CLARKS SUMMIT, Pa. – The Office for Civil Rights (OCR) of the U.S. Department of Education (DOE) launched a Title IX investigation of Clarks Summit University, a Christian university located in Clarks Summit, Pennsylvania, just outside the city of Scranton.

The Portland, Oregon-based Religious Exemption Accountability Project, (REAP), submitted a complaint last July on behalf of Gary Campbell, an Out gay man and former CSU student. The Office for Civil Rights notified REAP on Tuesday that the agency will initiate a Title IX investigation.

The agency’s notification letter said it will investigate an allegation that “The University maintains a policy in its Student Handbook prohibiting students from engaging in same-sex romantic or sexual relationships, as well as from ‘cross-dressing or other actions deliberately discordant with birth gender.’”

REAP director, Paul Southwick, stated that “this action potentially affects hundreds of educational institutions and demonstrates that OCR has the power to investigate taxpayer-funded religious schools whose disciplinary or other policies discriminate against LGBTQ+ students.” 

But Southwick cautioned that: “Unfortunately, once an investigation is opened, these Title IX complaints will likely ultimately be dismissed once the school asserts a religious exemption. That’s why our Title IX lawsuit challenging the validity of the religious exemption is so important.”  

Gary Campbell was expelled from Clarks Summit University (CSU) in 2019 and barred from reapplying with just a few credits left before graduation. His sexual orientation was the stated reason for the school’s actions. 

Upon learning of the Title IX investigation, Campbell commented, “I am crying, because for a while I thought what happened at Clarks Summit was my fault, that I was the one who messed up by going to this school. Now I have the REAP attorneys believing that I was being discriminated against and standing up for me, when nobody stood up for me during those 11+ years I went to that school.”

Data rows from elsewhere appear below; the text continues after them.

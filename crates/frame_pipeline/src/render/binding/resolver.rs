//! Binding of descriptor collections onto a command list
//!
//! Persistent collections only point their root slots at tables baked when
//! the material was loaded. Dynamic collections are rebuilt on every bind:
//! a table is carved out of the frame's circular descriptor region, engine
//! constant buffers are assembled into the upload ring and a constant buffer
//! view is written for each of them.

use std::fmt;

use crate::render::backend::{
    CommandList, ConstantBufferViewDesc, DescriptorHandle, DescriptorHeapInfo, GraphicsDevice,
};
use crate::render::binding::constants::{build_constant_buffer, BatchObject, ConstantBufferDefinition, ConstantInputs};
use crate::render::binding::{
    DescriptorCollection, DescriptorIndex, DescriptorKind, DescriptorList, DescriptorSource, Persistency,
    RootParameterKind, UpdateFrequency,
};
use crate::render::camera::CameraData;
use crate::render::frame_queue::descriptor_heap::CircularDescriptorAllocator;
use crate::render::frame_queue::upload_buffer::TransientUploadBuffer;
use crate::render::{RenderError, RenderResult};

/// Granularity a collection is being bound at
#[derive(Debug, Clone, Copy, PartialEq, Eq, Hash)]
pub enum ScopeKind {
    /// Once per pass
    Pass,
    /// Once per draw
    Draw,
}

impl fmt::Display for ScopeKind {
    fn fmt(&self, f: &mut fmt::Formatter<'_>) -> fmt::Result {
        match self {
            Self::Pass => f.write_str("pass"),
            Self::Draw => f.write_str("instance"),
        }
    }
}

/// Where in the traversal a collection is being bound
#[derive(Debug, Clone, Copy)]
pub enum BindingScope<'a> {
    /// Subpass-level binding
    Pass,
    /// Draw-level binding, with the object being drawn when there is one
    Draw(Option<BatchObject<'a>>),
}

impl BindingScope<'_> {
    /// Granularity of this scope
    pub fn kind(&self) -> ScopeKind {
        match self {
            Self::Pass => ScopeKind::Pass,
            Self::Draw(_) => ScopeKind::Draw,
        }
    }
}

/// Frame-local state needed to rebuild dynamic descriptor tables
pub struct DescriptorResolver<'a, D: GraphicsDevice> {
    device: &'a D,
    descriptors: &'a mut CircularDescriptorAllocator,
    upload: &'a mut TransientUploadBuffer<D::UploadMemory>,
    payload: &'a mut Vec<u8>,
    camera: &'a CameraData,
    alignment: u32,
}

impl<'a, D: GraphicsDevice> DescriptorResolver<'a, D> {
    /// Create a resolver over one frame's allocators
    pub fn new(
        device: &'a D,
        descriptors: &'a mut CircularDescriptorAllocator,
        upload: &'a mut TransientUploadBuffer<D::UploadMemory>,
        payload: &'a mut Vec<u8>,
        camera: &'a CameraData,
        alignment: u32,
    ) -> Self {
        Self {
            device,
            descriptors,
            upload,
            payload,
            camera,
            alignment,
        }
    }

    /// Shader-visible heap the tables are carved from
    pub fn heap(&self) -> &DescriptorHeapInfo {
        self.descriptors.heap()
    }

    /// Bind `collection` at `scope`
    ///
    /// `constant_buffers` are the reflected definitions visible at this
    /// scope: the subpass's for pass bindings, the shader's for draws.
    pub fn bind_collection(
        &mut self,
        list: &mut D::CommandList,
        collection: &DescriptorCollection,
        scope: BindingScope<'_>,
        constant_buffers: &[ConstantBufferDefinition],
    ) -> RenderResult<()> {
        match collection.index.kind {
            RootParameterKind::Table => {}
            RootParameterKind::StaticSamplers => return Ok(()),
            RootParameterKind::Constants => return Err(RenderError::Unsupported("root constants")),
            RootParameterKind::ConstantBufferView => return Err(RenderError::Unsupported("root cbv")),
            RootParameterKind::UnorderedAccessView => return Err(RenderError::Unsupported("root uav")),
            RootParameterKind::ShaderResourceView => return Err(RenderError::Unsupported("root srv")),
        }
        if matches!(scope, BindingScope::Pass) && !collection.sampler_lists.is_empty() {
            return Err(RenderError::Unsupported("sampler tables bound per pass"));
        }

        match collection.index.persistency {
            Persistency::Persistent => {
                for table in collection.resource_view_lists.iter().chain(&collection.sampler_lists) {
                    if table.capacity == 0 {
                        return Err(RenderError::Misuse(format!(
                            "persistent descriptor table at slot {} is empty",
                            table.slot
                        )));
                    }
                    list.set_graphics_root_descriptor_table(table.slot, table.gpu_offset);
                }
                Ok(())
            }
            Persistency::Dynamic => {
                if matches!(scope, BindingScope::Draw(_))
                    && !collection.index.update.is_finer_than(UpdateFrequency::PerPass)
                {
                    return Err(RenderError::Misuse(format!(
                        "{} collection cannot be rebuilt per draw",
                        collection.index.update
                    )));
                }
                if !collection.sampler_lists.is_empty() {
                    return Err(RenderError::Unsupported("dynamic sampler tables"));
                }

                for table in &collection.resource_view_lists {
                    self.bind_dynamic_table(list, collection.index, table, scope, constant_buffers)?;
                }
                Ok(())
            }
        }
    }

    fn bind_dynamic_table(
        &mut self,
        list: &mut D::CommandList,
        index: DescriptorIndex,
        table: &DescriptorList,
        scope: BindingScope<'_>,
        constant_buffers: &[ConstantBufferDefinition],
    ) -> RenderResult<()> {
        if table.capacity == 0 || table.ranges.is_empty() {
            return Err(RenderError::Misuse(format!(
                "dynamic descriptor table at slot {} is empty",
                table.slot
            )));
        }

        let base = self.descriptors.allocate_circular(table.capacity)?;
        let mut descriptor_id = 0u32;

        for subrange in table.ranges.iter().flat_map(|range| &range.subranges) {
            match subrange.source {
                DescriptorSource::Engine => {}
                DescriptorSource::RenderTarget => {
                    return Err(RenderError::Unsupported("render target descriptors"))
                }
                DescriptorSource::Material => return Err(RenderError::Unsupported("material descriptors")),
            }

            for attribute in &subrange.descriptors {
                if descriptor_id >= table.capacity {
                    return Err(RenderError::Misuse(format!(
                        "descriptor table at slot {} declares more than {} descriptors",
                        table.slot, table.capacity
                    )));
                }

                match attribute.kind {
                    DescriptorKind::ConstantBuffer => {
                        let dest = self.descriptors.advance(base, descriptor_id);
                        self.write_constant_buffer(index, dest, scope, constant_buffers)?;
                    }
                    DescriptorKind::MainTex => return Err(RenderError::Unsupported("texture descriptors")),
                    DescriptorKind::PointSampler | DescriptorKind::LinearSampler => {}
                }
                descriptor_id += 1;
            }
        }

        list.set_graphics_root_descriptor_table(table.slot, base.gpu);
        Ok(())
    }

    fn write_constant_buffer(
        &mut self,
        index: DescriptorIndex,
        dest: DescriptorHandle,
        scope: BindingScope<'_>,
        constant_buffers: &[ConstantBufferDefinition],
    ) -> RenderResult<()> {
        let definition = match_constant_buffer(index, constant_buffers)?;

        let object = match scope {
            BindingScope::Pass => None,
            BindingScope::Draw(object) => object,
        };
        let inputs = ConstantInputs {
            camera: self.camera,
            object,
        };
        build_constant_buffer(definition, scope.kind(), &inputs, self.alignment, self.payload)?;

        let position = self.upload.upload(self.payload.as_slice(), 1, u64::from(self.alignment))?;
        let desc = ConstantBufferViewDesc {
            buffer_location: position.gpu_address,
            size_in_bytes: u32::try_from(self.payload.len())
                .map_err(|_| RenderError::Misuse("constant buffer larger than 4 GiB".to_string()))?,
        };
        self.device.create_constant_buffer_view(&desc, dest.cpu);

        log::trace!(
            "Wrote {} byte constant buffer at {:#x} for {:?}",
            desc.size_in_bytes,
            desc.buffer_location,
            index.update
        );
        Ok(())
    }
}

/// The single constant buffer definition belonging to `index`
pub fn match_constant_buffer(
    index: DescriptorIndex,
    constant_buffers: &[ConstantBufferDefinition],
) -> RenderResult<&ConstantBufferDefinition> {
    let mut matches = constant_buffers.iter().filter(|cb| cb.index == index);
    let first = matches.next().ok_or(RenderError::ConstantBufferNotFound)?;

    let extra = matches.count();
    if extra > 0 {
        return Err(RenderError::AmbiguousConstantBuffer(extra + 1));
    }
    Ok(first)
}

Campbell further states that “Now the Office for Civil Rights is saying they are diving in deep, that there is value in this investigation. They’re saying there are red flags here, and that helps me rid my mind of a lot of self-gaslighting and doubt, brainwashing that I was at fault. This whole process is therapeutic for me.”

Campbell is one of approximately 40 plaintiffs in a class action lawsuit filed by REAP against the DOE in March 2021 challenging the constitutionality of the religious exemption to Title IX, a law prohibiting discrimination on the basis of sex by schools receiving Federal financial assistance. REAP has filed Title IX complaints on behalf of most of the plaintiffs.